» **Exercise**:
In the entries below, how many lines contain "marker"? Answer with the number and nothing else.

» **Raw data**:
//! Nodes without a parent link
//!
//! A [`CompactNode`] has three fields: a color and two child links, saving one
//! pointer per node compared to [`crate::standard::Node`]. The price is that
//! every operation that needs to walk upward (finding a neighbor, removing a
//! node) takes a caller-supplied [`Path`] that records the route from the root
//! to the node in question.
//!
//! # Paths
//!
//! A path is valid for exactly one position in one snapshot of a tree. It is
//! produced by [`CompactNode::find`], [`CompactNode::first`], or
//! [`CompactNode::last`] and kept up to date by [`CompactNode::next`] and
//! [`CompactNode::prev`]. Any mutation of the tree invalidates every path
//! except the one passed to the mutating call, which is cleared.
#![allow(unsafe_op_in_unsafe_fn)]
use core::{cmp::Ordering, fmt, marker::PhantomPinned, mem::MaybeUninit, ptr::NonNull};

use crate::{
    engine,
    link::{Ancestry, Color, Dir, Layout, Links, Step},
    root::Root,
};


/// The default capacity of [`Path`]. Enough for any tree that fits in the
/// address space.
pub const DEFAULT_DEPTH: usize = 2 * usize::BITS as usize;

/// The path capacity needed for a tree of up to `len` nodes,
/// `2 * ceil(log2(len + 1))`.
///
/// ```
/// assert_eq!(rbnest::compact::depth_for(0), 0);
/// assert_eq!(rbnest::compact::depth_for(1), 2);
/// assert_eq!(rbnest::compact::depth_for(10), 8);
/// assert_eq!(rbnest::compact::depth_for(1000), 20);
/// ```
pub const fn depth_for(len: usize) -> usize {
    // ceil(log2(len + 1)) == bit_length(len)
    2 * (usize::BITS - len.leading_zeros()) as usize
}

/// A node without a parent link, meant to be embedded in a record.
///
/// The operation functions mutate linked nodes behind a raw pointer. This is
/// obviously `!Unpin`.
pub struct CompactNode {
    children: [Option<NonNull<Self>>; 2],
    color: Color,
    _pin: PhantomPinned,
}

impl CompactNode {
    /// An unlinked node.
    pub const fn new() -> Self {
        Self {
            children: [None, None],
            color: Color::Black,
            _pin: PhantomPinned,
        }
    }

    /// Meaningful only while the node is linked.
    #[inline]
    pub fn color(&self) -> Color {
        self.color
    }

    /// Meaningful only while the node is linked.
    #[inline]
    pub fn child(&self, dir: Dir) -> Option<NonNull<Self>> {
        self.children[dir.index()]
    }
}

impl Default for CompactNode {
    #[inline]
    fn default() -> Self {
        Self::new()
    }
}

impl fmt::Debug for CompactNode {
    fn fmt(&self, f: &mut fmt::Formatter<'_>) -> fmt::Result {
        f.debug_struct("CompactNode")
            .field("children", &self.children)
            .field("color", &self.color)
            .finish()
    }
}

unsafe impl Links for CompactNode {
    #[inline]
    fn child(&self, dir: Dir) -> Option<NonNull<Self>> {
        self.children[dir.index()]
    }

    #[inline]
    fn set_child(&mut self, dir: Dir, child: Option<NonNull<Self>>) {
        self.children[dir.index()] = child;
    }

    #[inline]
    fn color(&self) -> Color {
        self.color
    }

    #[inline]
    fn set_color(&mut self, color: Color) {
        self.color = color;
    }

    #[inline]
    fn set_parent(&mut self, _parent: Option<NonNull<Self>>) {}
}

/// A traversal path: the ancestors of a position in a tree of
/// [`CompactNode`]s, each with the side taken from it, root first.
///
/// `DEPTH` bounds the number of ancestors. A tree of up to `n` nodes needs
/// [`depth_for`]`(n)`. Exceeding it panics.
pub struct Path<const DEPTH: usize = DEFAULT_DEPTH> {
    steps: [MaybeUninit<Step<CompactNode>>; DEPTH],
    len: usize,
}

impl<const DEPTH: usize> Path<DEPTH> {
    /// A path focusing on the root slot.
    pub const fn new() -> Self {
        Self {
            // Safety: An array of `MaybeUninit` doesn't need initialization
            steps: unsafe { MaybeUninit::uninit().assume_init() },
            len: 0,
        }
    }

    /// The number of recorded ancestors.
    #[inline]
    pub fn len(&self) -> usize {
        self.len
    }

    /// Returns `true` if the focus is the root slot (or the traversal ran off
    /// the end of the tree).
    #[inline]
    pub fn is_empty(&self) -> bool {
        self.len == 0
    }

    #[inline]
    fn steps(&self) -> &[MaybeUninit<Step<CompactNode>>] {
        &self.steps[..self.len]
    }
}

impl<const DEPTH: usize> Default for Path<DEPTH> {
    #[inline]
    fn default() -> Self {
        Self::new()
    }
}

impl<const DEPTH: usize> fmt::Debug for Path<DEPTH> {
    fn fmt(&self, f: &mut fmt::Formatter<'_>) -> fmt::Result {
        f.debug_list()
            // Safety: The first `len` steps are initialized
            .entries(self.steps().iter().map(|step| unsafe { step.assume_init() }))
            .finish()
    }
}

unsafe impl<const DEPTH: usize> Ancestry<CompactNode> for Path<DEPTH> {
    #[inline]
    unsafe fn peek(&self) -> Option<Step<CompactNode>> {
        self.steps().last().map(|step| step.assume_init())
    }

    #[inline]
    unsafe fn pop(&mut self) -> Option<Step<CompactNode>> {
        let step = self.peek()?;
        self.len -= 1;
        Some(step)
    }

    #[inline]
    unsafe fn push(&mut self, node: NonNull<CompactNode>, dir: Dir) {
        assert!(
            self.len < DEPTH,
            "traversal path overflow (capacity {})",
            DEPTH
        );
        self.steps[self.len] = MaybeUninit::new((node, dir));
        self.len += 1;
    }

    unsafe fn replace(&mut self, old: NonNull<CompactNode>, new: NonNull<CompactNode>) {
        for step in self.steps[..self.len].iter_mut().rev() {
            let (node, dir) = step.assume_init();
            if node == old {
                *step = MaybeUninit::new((new, dir));
                return;
            }
        }
    }

    #[inline]
    fn clear(&mut self) {
        self.len = 0;
    }
}

unsafe impl Layout for CompactNode {
    type Path = Path;

    #[inline]
    unsafe fn seek(path: &mut Path, node: NonNull<Self>) {
        debug_assert!(
            path.peek().map_or(true, |(parent, dir)| parent.as_ref().child(dir) == Some(node)),
            "the path does not lead to {:?}",
            node
        );
    }
}

impl CompactNode {
    /// Insert `new_node` to a tree. `cmp` determines the ordering between
    /// `new_node` and a given existing node.
    ///
    /// If there's a node that compares equal to `new_node`, the tree is left
    /// untouched and that node is returned.
    ///
    /// # Safety
    ///
    ///  - The tree and all included nodes must be (still) valid.
    ///  - `new_node` must not be already included in the tree. (If it's already
    ///    part of another tree, that tree will be corrupted.)
    ///  - All existing nodes in the tree and `new_node` are considered to be
    ///    mutably borrowed throughout the duration of the function call.
    ///
    pub unsafe fn insert(
        root: &mut Root<Self>,
        new_node: NonNull<Self>,
        cmp: impl FnMut(NonNull<Self>) -> Ordering,
    ) -> Option<NonNull<Self>> {
        Self::insert_with_path(root, new_node, &mut Path::<DEFAULT_DEPTH>::new(), cmp)
    }

    /// [`Self::insert`] with a caller-supplied scratch path. The path is
    /// cleared on return.
    ///
    /// # Safety
    ///
    /// See [`Self::insert`].
    pub unsafe fn insert_with_path<const DEPTH: usize>(
        root: &mut Root<Self>,
        new_node: NonNull<Self>,
        path: &mut Path<DEPTH>,
        cmp: impl FnMut(NonNull<Self>) -> Ordering,
    ) -> Option<NonNull<Self>> {
        if let Some(existing) = engine::descend(&root.node, path, cmp) {
            path.clear();
            return Some(existing);
        }
        engine::link(&mut root.node, path, new_node);
        None
    }

    /// Remove `node` from a tree. `path` must lead to `node`. It is cleared on
    /// return.
    ///
    /// # Safety
    ///
    ///  - The tree and all included nodes must be (still) valid.
    ///  - `node` must be already included in the tree.
    ///  - `path` must be the route to `node` in the current state of the tree.
    ///  - All existing nodes in the tree are considered to be mutably
    ///    borrowed throughout the duration of the function call.
    ///
    pub unsafe fn remove<const DEPTH: usize>(
        root: &mut Root<Self>,
        node: NonNull<Self>,
        path: &mut Path<DEPTH>,
    ) {
        engine::unlink(&mut root.node, path, node);
    }

    /// Find a node. `cmp` tells where the wanted node lies relative to a given
    /// node (`Less` if the wanted node precedes it). On return, `path` leads
    /// to the found node (or to the empty slot where it would be).
    ///
    /// # Safety
    ///
    ///  - The tree and all included nodes must be (still) valid.
    ///  - All traversed nodes are considered to be borrowed throughout the
    ///    duration of the function call.
    ///
    pub unsafe fn find<const DEPTH: usize>(
        root: &Root<Self>,
        path: &mut Path<DEPTH>,
        cmp: impl FnMut(NonNull<Self>) -> Ordering,
    ) -> Option<NonNull<Self>> {
        engine::descend(&root.node, path, cmp)
    }

    /// The minimum node of a tree. On return, `path` leads to it.
    ///
    /// # Safety
    ///
    /// See [`Self::find`].
    #[inline]
    pub unsafe fn first<const DEPTH: usize>(
        root: &Root<Self>,
        path: &mut Path<DEPTH>,
    ) -> Option<NonNull<Self>> {
        engine::first(&root.node, Dir::Left, path)
    }

    /// The maximum node of a tree. On return, `path` leads to it.
    ///
    /// # Safety
    ///
    /// See [`Self::find`].
    #[inline]
    pub unsafe fn last<const DEPTH: usize>(
        root: &Root<Self>,
        path: &mut Path<DEPTH>,
    ) -> Option<NonNull<Self>> {
        engine::first(&root.node, Dir::Right, path)
    }

    /// The in-order successor of `this`, which `path` must lead to. The path
    /// follows the cursor; it is empty once the traversal runs off the end.
    ///
    /// # Safety
    ///
    ///  - The tree and all included nodes must be (still) valid.
    ///  - `path` must be the route to `this` in the current state of the tree.
    ///  - All traversed nodes are considered to be borrowed throughout the
    ///    duration of the function call.
    ///
    #[inline]
    pub unsafe fn next<const DEPTH: usize>(
        this: NonNull<Self>,
        path: &mut Path<DEPTH>,
    ) -> Option<NonNull<Self>> {
        engine::step(this, Dir::Right, path)
    }

    /// The in-order predecessor of `this`. See [`Self::next`].
    ///
    /// # Safety
    ///
    /// See [`Self::next`].
    #[inline]
    pub unsafe fn prev<const DEPTH: usize>(
        this: NonNull<Self>,
        path: &mut Path<DEPTH>,
    ) -> Option<NonNull<Self>> {
        engine::step(this, Dir::Left, path)
    }
}
//! Fixtures shared by the unit tests
#![allow(unsafe_op_in_unsafe_fn)]
use core::{fmt, ptr::NonNull};
use std::{boxed::Box, prelude::v1::*};

use crate::{
    compact::CompactNode,
    link::{Dir, Layout, Links},
    map::{Adapter, Map},
    root::Root,
    standard::Node,
};

/// A record keyed by `val`.
pub(crate) struct Entry<L> {
    pub(crate) val: u32,
    pub(crate) link: L,
}

rb_map! {
    pub(crate) struct StdMap for Entry<Node> {
        key: u32,
        node: Node = link,
        cmp_key: |key, entry| key.cmp(&entry.val),
        cmp: |a, b| a.val.cmp(&b.val),
    }
}

rb_map! {
    pub(crate) struct CompactMap for Entry<CompactNode> {
        key: u32,
        node: CompactNode = link,
        cmp_key: |key, entry| key.cmp(&entry.val),
        cmp: |a, b| a.val.cmp(&b.val),
    }
}

/// Records that stay in place until the arena is dropped.
pub(crate) struct Arena<L> {
    records: Vec<NonNull<Entry<L>>>,
}

impl<L: Default> Arena<L> {
    pub(crate) fn new() -> Self {
        Self {
            records: Vec::new(),
        }
    }

    pub(crate) fn with_keys(keys: impl IntoIterator<Item = u32>) -> Self {
        let mut this = Self::new();
        for key in keys {
            this.alloc(key);
        }
        this
    }

    pub(crate) fn alloc(&mut self, val: u32) -> NonNull<Entry<L>> {
        let record = NonNull::from(Box::leak(Box::new(Entry {
            val,
            link: L::default(),
        })));
        self.records.push(record);
        record
    }
}

impl<L> Arena<L> {
    pub(crate) fn get(&self, i: usize) -> NonNull<Entry<L>> {
        self.records[i]
    }

    /// The record with key `val`.
    pub(crate) fn by_key(&self, val: u32) -> NonNull<Entry<L>> {
        *self
            .records
            .iter()
            .find(|record| unsafe { record.as_ref().val } == val)
            .unwrap_or_else(|| core::panic!("no record with key {}", val))
    }
}

impl<L> Drop for Arena<L> {
    fn drop(&mut self) {
        for record in self.records.drain(..) {
            drop(unsafe { Box::from_raw(record.as_ptr()) });
        }
    }
}

/// Insert the records with the given keys in the given order.
pub(crate) unsafe fn insert_keys<L, A>(
    root: &mut Root<L>,
    arena: &Arena<L>,
    keys: impl IntoIterator<Item = u32>,
) where
    L: Layout,
    A: Adapter<Key = u32, Record = Entry<L>, Link = L>,
{
    for key in keys {
        let existing = Map::<A>::insert(root, arena.by_key(key));
        assert!(existing.is_none(), "{} was already present", key);
    }
}

/// Collect the keys in ascending order by `first` + `next`.
pub(crate) unsafe fn keys_ascending<L, A>(root: &Root<L>) -> Vec<u32>
where
    L: Layout,
    A: Adapter<Key = u32, Record = Entry<L>, Link = L>,
{
    let mut path = Default::default();
    let mut out = Vec::new();
    let mut cursor = Map::<A>::first(root, &mut path);
    while let Some(record) = cursor {
        out.push(record.as_ref().val);
        cursor = Map::<A>::next(record, &mut path);
    }
    out
}

/// Collect the keys in descending order by `last` + `prev`.
pub(crate) unsafe fn keys_descending<L, A>(root: &Root<L>) -> Vec<u32>
where
    L: Layout,
    A: Adapter<Key = u32, Record = Entry<L>, Link = L>,
{
    let mut path = Default::default();
    let mut out = Vec::new();
    let mut cursor = Map::<A>::last(root, &mut path);
    while let Some(record) = cursor {
        out.push(record.as_ref().val);
        cursor = Map::<A>::prev(record, &mut path);
    }
    out
}

/// Render a tree for `log::trace!`.
pub(crate) struct Dump<'a, L, A> {
    root: &'a Root<L>,
    _adapter: core::marker::PhantomData<fn() -> A>,
}

impl<'a, L, A> Dump<'a, L, A> {
    pub(crate) fn new(root: &'a Root<L>) -> Self {
        Self {
            root,
            _adapter: core::marker::PhantomData,
        }
    }
}

impl<L, A> fmt::Display for Dump<'_, L, A>
where
    L: Links,
    A: Adapter<Key = u32, Record = Entry<L>, Link = L>,
{
    fn fmt(&self, f: &mut fmt::Formatter<'_>) -> fmt::Result {
        unsafe fn dump_node<L, A>(
            node: Option<NonNull<L>>,
            level: usize,
            f: &mut fmt::Formatter<'_>,
        ) -> fmt::Result
        where
            L: Links,
            A: Adapter<Key = u32, Record = Entry<L>, Link = L>,
        {
            for _ in 0..level {
                write!(f, "  ")?;
            }
            if let Some(node) = node {
                writeln!(
                    f,
                    "{} {:?}",
                    A::record(node).as_ref().val,
                    node.as_ref().color()
                )?;
                for dir in [Dir::Left, Dir::Right] {
                    dump_node::<L, A>(node.as_ref().child(dir), level + 1, f)?;
                }
            } else {
                writeln!(f, "nil")?;
            }
            Ok(())
        }

        unsafe { dump_node::<L, A>(self.root.get(), 0, f) }
    }
}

» **Exercise output**:
3